Task directions. Would you repeat every line of the material exactly?

===== Extracted material =====

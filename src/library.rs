//! Process-wide liblzo2 handle: load once, fingerprint once, resolve by name.
//!
//! # Discovery
//! The shared object is looked up in this order: the `LZO_LIBRARY`
//! environment variable (exact path, no fallback), then the platform's
//! usual sonames. Whatever wins is loaded exactly once per process and the
//! handle is cached; it is never closed, so every function pointer resolved
//! through it stays valid for the life of the process.
//!
//! # Initialization
//! The first [`LzoLibrary::get`] runs the whole sequence: map the library,
//! read `lzo_version` (a missing version symbol degrades to 0, not an
//! error), then call `__lzo_init_v2` with the host ABI fingerprint. A non-OK
//! status means the mapped library disagrees with this process about basic
//! struct layouts — that result is cached as fatal and every later `get()`
//! returns it; no codec stream can be constructed past it.

use crate::error::LzoError;
use crate::ffi::{self, Fingerprint, InitFn, VersionFn};
use std::sync::OnceLock;

#[cfg(target_os = "windows")]
const SONAME_CANDIDATES: &[&str] = &["lzo2.dll"];
#[cfg(target_os = "macos")]
const SONAME_CANDIDATES: &[&str] = &["liblzo2.2.dylib", "liblzo2.dylib"];
#[cfg(not(any(target_os = "windows", target_os = "macos")))]
const SONAME_CANDIDATES: &[&str] = &["liblzo2.so.2", "liblzo2.so"];

static LIBRARY: OnceLock<Result<LzoLibrary, LzoError>> = OnceLock::new();

/// The loaded native library plus its cached version number.
pub struct LzoLibrary {
    lib:     &'static libloading::Library,
    path:    String,
    version: u32,
}

impl LzoLibrary {
    /// The process-wide instance, loading and initializing on first use.
    ///
    /// After the first call this is a pure read; concurrent first calls are
    /// serialized by the `OnceLock`.
    pub fn get() -> Result<&'static LzoLibrary, LzoError> {
        match LIBRARY.get_or_init(|| LzoLibrary::load_with(&Fingerprint::host())) {
            Ok(lib) => Ok(lib),
            Err(e) => Err(e.clone()),
        }
    }

    /// True when the native library is present and binary-compatible.
    pub fn is_available() -> bool {
        LzoLibrary::get().is_ok()
    }

    /// Load and initialize an instance against an explicit fingerprint,
    /// bypassing the process-wide cache.
    ///
    /// This is the testable seam for the fatal-init path; everything else
    /// goes through [`LzoLibrary::get`]. The mapped library is deliberately
    /// leaked — resolution hands out `'static` function pointers and the
    /// library must outlive all of them.
    pub fn load_with(fingerprint: &Fingerprint) -> Result<LzoLibrary, LzoError> {
        let (lib, path) = open_library()?;
        let lib: &'static libloading::Library = Box::leak(Box::new(lib));

        // Version is diagnostic only: absence degrades to 0.
        let version = match unsafe { lib.get::<VersionFn>(b"lzo_version") } {
            Ok(f) => unsafe { f() },
            Err(_) => {
                log::warn!("{path}: no lzo_version symbol, reporting version 0");
                0
            }
        };

        let init: InitFn = unsafe { lib.get::<InitFn>(b"__lzo_init_v2") }
            .map(|s| *s)
            .map_err(|e| LzoError::SymbolNotFound {
                symbol: "__lzo_init_v2".into(),
                diagnostic: e.to_string(),
            })?;
        let rv = unsafe {
            init(
                fingerprint.version,
                fingerprint.sizeof_short,
                fingerprint.sizeof_int,
                fingerprint.sizeof_long,
                fingerprint.sizeof_lzo_uint32,
                fingerprint.sizeof_lzo_uint,
                fingerprint.sizeof_dict,
                fingerprint.sizeof_charp,
                fingerprint.sizeof_voidp,
                fingerprint.sizeof_callback,
            )
        };
        if rv != ffi::status::OK {
            return Err(LzoError::FatalInit { status: rv });
        }

        log::debug!("loaded {path} (lzo version {version:#06x})");
        Ok(LzoLibrary { lib, path, version })
    }

    /// The library's self-reported version number (0 when the symbol was
    /// absent).
    pub fn version(&self) -> u32 {
        self.version
    }

    /// The path or soname the library was loaded from.
    pub fn path(&self) -> &str {
        &self.path
    }

    /// Resolve `symbol` to a callable of type `T`.
    ///
    /// The returned pointer is a plain copy out of the (never-unloaded)
    /// library, so it carries no lifetime.
    ///
    /// # Safety
    /// `T` must be the exact `unsafe extern "C"` signature of the named
    /// entry point.
    pub(crate) unsafe fn resolve<T: Copy>(&self, symbol: &'static str) -> Result<T, LzoError> {
        match self.lib.get::<T>(symbol.as_bytes()) {
            Ok(s) => Ok(*s),
            Err(e) => Err(LzoError::SymbolNotFound {
                symbol: symbol.into(),
                diagnostic: e.to_string(),
            }),
        }
    }
}

/// Map the shared object, trying each discovery candidate in order.
fn open_library() -> Result<(libloading::Library, String), LzoError> {
    let candidates: Vec<String> = match std::env::var("LZO_LIBRARY") {
        Ok(path) if !path.is_empty() => vec![path],
        _ => SONAME_CANDIDATES.iter().map(|s| s.to_string()).collect(),
    };

    let mut last_diagnostic = String::new();
    for name in &candidates {
        match unsafe { libloading::Library::new(name) } {
            Ok(lib) => return Ok((lib, name.clone())),
            Err(e) => last_diagnostic = e.to_string(),
        }
    }
    Err(LzoError::LibraryLoad {
        path: candidates.join(", "),
        diagnostic: last_diagnostic,
    })
}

=====

Written reply.
filename src/library.rs
//! Process-wide liblzo2 handle: load once, fingerprint once, resolve by name.
//!
//! # Discovery
//! The shared object is looked up in this order: the `LZO_LIBRARY`
//! environment variable (exact path, no fallback), then the platform's
//! usual sonames. Whatever wins is loaded exactly once per process and the
//! handle is cached; it is never closed, so every function pointer resolved
//! through it stays valid for the life of the process.
//!
//! # Initialization
//! The first [`LzoLibrary::get`] runs the whole sequence: map the library,
//! read `lzo_version` (a missing version symbol degrades to 0, not an
//! error), then call `__lzo_init_v2` with the host ABI fingerprint. A non-OK
//! status means the mapped library disagrees with this process about basic
//! struct layouts — that result is cached as fatal and every later `get()`
//! returns it; no codec stream can be constructed past it.

use crate::error::LzoError;
use crate::ffi::{self, Fingerprint, InitFn, VersionFn};
use std::sync::OnceLock;

#[cfg(target_os = "windows")]
const SONAME_CANDIDATES: &[&str] = &["lzo2.dll"];
#[cfg(target_os = "macos")]
const SONAME_CANDIDATES: &[&str] = &["liblzo2.2.dylib", "liblzo2.dylib"];
#[cfg(not(any(target_os = "windows", target_os = "macos")))]
const SONAME_CANDIDATES: &[&str] = &["liblzo2.so.2", "liblzo2.so"];

static LIBRARY: OnceLock<Result<LzoLibrary, LzoError>> = OnceLock::new();

/// The loaded native library plus its cached version number.
pub struct LzoLibrary {
    lib:     &'static libloading::Library,
    path:    String,
    version: u32,
}

impl LzoLibrary {
    /// The process-wide instance, loading and initializing on first use.
    ///
    /// After the first call this is a pure read; concurrent first calls are
    /// serialized by the `OnceLock`.
    pub fn get() -> Result<&'static LzoLibrary, LzoError> {
        match LIBRARY.get_or_init(|| LzoLibrary::load_with(&Fingerprint::host())) {
            Ok(lib) => Ok(lib),
            Err(e) => Err(e.clone()),
        }
    }

    /// True when the native library is present and binary-compatible.
    pub fn is_available() -> bool {
        LzoLibrary::get().is_ok()
    }

    /// Load and initialize an instance against an explicit fingerprint,
    /// bypassing the process-wide cache.
    ///
    /// This is the testable seam for the fatal-init path; everything else
    /// goes through [`LzoLibrary::get`]. The mapped library is deliberately
    /// leaked — resolution hands out `'static` function pointers and the
    /// library must outlive all of them.
    pub fn load_with(fingerprint: &Fingerprint) -> Result<LzoLibrary, LzoError> {
        let (lib, path) = open_library()?;
        let lib: &'static libloading::Library = Box::leak(Box::new(lib));

        // Version is diagnostic only: absence degrades to 0.
        let version = match unsafe { lib.get::<VersionFn>(b"lzo_version") } {
            Ok(f) => unsafe { f() },
            Err(_) => {
                log::warn!("{path}: no lzo_version symbol, reporting version 0");
                0
            }
        };

        let init: InitFn = unsafe { lib.get::<InitFn>(b"__lzo_init_v2") }
            .map(|s| *s)
            .map_err(|e| LzoError::SymbolNotFound {
                symbol: "__lzo_init_v2".into(),
                diagnostic: e.to_string(),
            })?;
        let rv = unsafe {
            init(
                fingerprint.version,
                fingerprint.sizeof_short,
                fingerprint.sizeof_int,
                fingerprint.sizeof_long,
                fingerprint.sizeof_lzo_uint32,
                fingerprint.sizeof_lzo_uint,
                fingerprint.sizeof_dict,
                fingerprint.sizeof_charp,
                fingerprint.sizeof_voidp,
                fingerprint.sizeof_callback,
            )
        };
        if rv != ffi::status::OK {
            return Err(LzoError::FatalInit { status: rv });
        }

        log::debug!("loaded {path} (lzo version {version:#06x})");
        Ok(LzoLibrary { lib, path, version })
    }

    /// The library's self-reported version number (0 when the symbol was
    /// absent).
    pub fn version(&self) -> u32 {
        self.version
    }

    /// The path or soname the library was loaded from.
    pub fn path(&self) -> &str {
        &self.path
    }

    /// Resolve `symbol` to a callable of type `T`.
    ///
    /// The returned pointer is a plain copy out of the (never-unloaded)
    /// library, so it carries no lifetime.
    ///
    /// # Safety
    /// `T` must be the exact `unsafe extern "C"` signature of the named
    /// entry point.
    pub(crate) unsafe fn resolve<T: Copy>(&self, symbol: &'static str) -> Result<T, LzoError> {
        match self.lib.get::<T>(symbol.as_bytes()) {
            Ok(s) => Ok(*s),
            Err(e) => Err(LzoError::SymbolNotFound {
                symbol: symbol.into(),
                diagnostic: e.to_string(),
            }),
        }
    }
}

/// Map the shared object, trying each discovery candidate in order.
fn open_library() -> Result<(libloading::Library, String), LzoError> {
    let candidates: Vec<String> = match std::env::var("LZO_LIBRARY") {
        Ok(path) if !path.is_empty() => vec![path],
        _ => SONAME_CANDIDATES.iter().map(|s| s.to_string()).collect(),
    };

    let mut last_diagnostic = String::new();
    for name in &candidates {
        match unsafe { libloading::Library::new(name) } {
            Ok(lib) => return Ok((lib, name.clone())),
            Err(e) => last_diagnostic = e.to_string(),
        }
    }
    Err(LzoError::LibraryLoad {
        path: candidates.join(", "),
        diagnostic: last_diagnostic,
    })
}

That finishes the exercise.